I'm working on a project to open up information about companies. Think of it as a cross between Crunchbase and OpenCorporates.

I am now looking at how best to store the data I've collected. A graph database is the obvious choice, and, given my interest in open data, I'm really keen to find a way to organise the data in a way that will be easy for others to use and understand. I've started by looking at RDF (really loved playing with neosemantics).

Broadly speaking I've got the following things to model:

  • Organizations
  • People
  • Roles
  • Locations
  • TargetEntities
  • Activities (e.g. an appointment of a person to a role, the acquisition of a target entity by an organization, the opening of an office in a new location). Each activity has a date/date range (e.g. happened on or happened between X and Y) and some information about it.
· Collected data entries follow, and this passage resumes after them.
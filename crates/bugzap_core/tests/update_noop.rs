use bugzap_core::{update, AppState, Msg};

#[test]
fn tick_changes_nothing() {
    let mut state = AppState::new();
    let (mut next, effects) = update(state.clone(), Msg::Tick);

    assert_eq!(state, next);
    assert!(effects.is_empty());
    assert!(!state.consume_dirty());
    assert!(!next.consume_dirty());
}

#[test]
fn cancel_and_save_without_anything_to_act_on_are_noops() {
    for msg in [Msg::CancelClicked, Msg::SaveClicked] {
        let (mut next, effects) = update(AppState::new(), msg);

        assert_eq!(next, AppState::new());
        assert!(effects.is_empty());
        assert!(!next.consume_dirty());
    }
}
The sorts of things I'd love to get some guidance from the community on are:

  • What standard ontologies should I be leveraging for this sort of data?
  • Should activities be modelled as edges or as their own nodes?
  • How best to handle dates so that I can do queries like "show me the lifecycle events of company X over the past 3 years"?
  • Is RDF the best choice for making something super easy for other people to link up with their data, or is there a better way these days?

Thanks in advance.

There aren't really standard ontologies for data modeling. It all depends on what kinds of questions you want to ask of the data (what are your necessary queries), and then modeling the data in a way that answers those questions with maximum performance.

That sounds more complicated than it is, but for instance, you model CompanyA and Activity as generic nodes and create unique relationships for each activity, you might end up with thousands+ relationships between two nodes. Traversing all those each time you run a query isn't as efficient as creating more unique nodes/relationship types, so that queries are more specific and filter out unwanted results earlier. I would initially gravitate towards creating each activity as a separate node, and then adjust as needed. Dates could be separated out into nodes (one for each date OR one for each year + one for each month + one for each day), though I might start with the date as the relationship type and see what kinds of queries you run to see if that needs optimized.

As far as data format, I'd naturally lean towards converting to a JSON or CSV because it's more widely usable.....however, I'm not an expert in RDF, so I would be less comfortable approaching data in that format. :slight_smile:

Cheers,
Jennifer

Thanks so much for taking the time to respond @jennifer_reif

What I'm taking away from this is that it's better to have more content in the nodes and keep the relationships as simple as possible. Is that right?

That would be my natural tendency, yes. You can have some properties on relationships and/or nodes where it makes sense, but Neo4j is optimized for hopping across nodes and relationships....so paths are better. :slight_smile: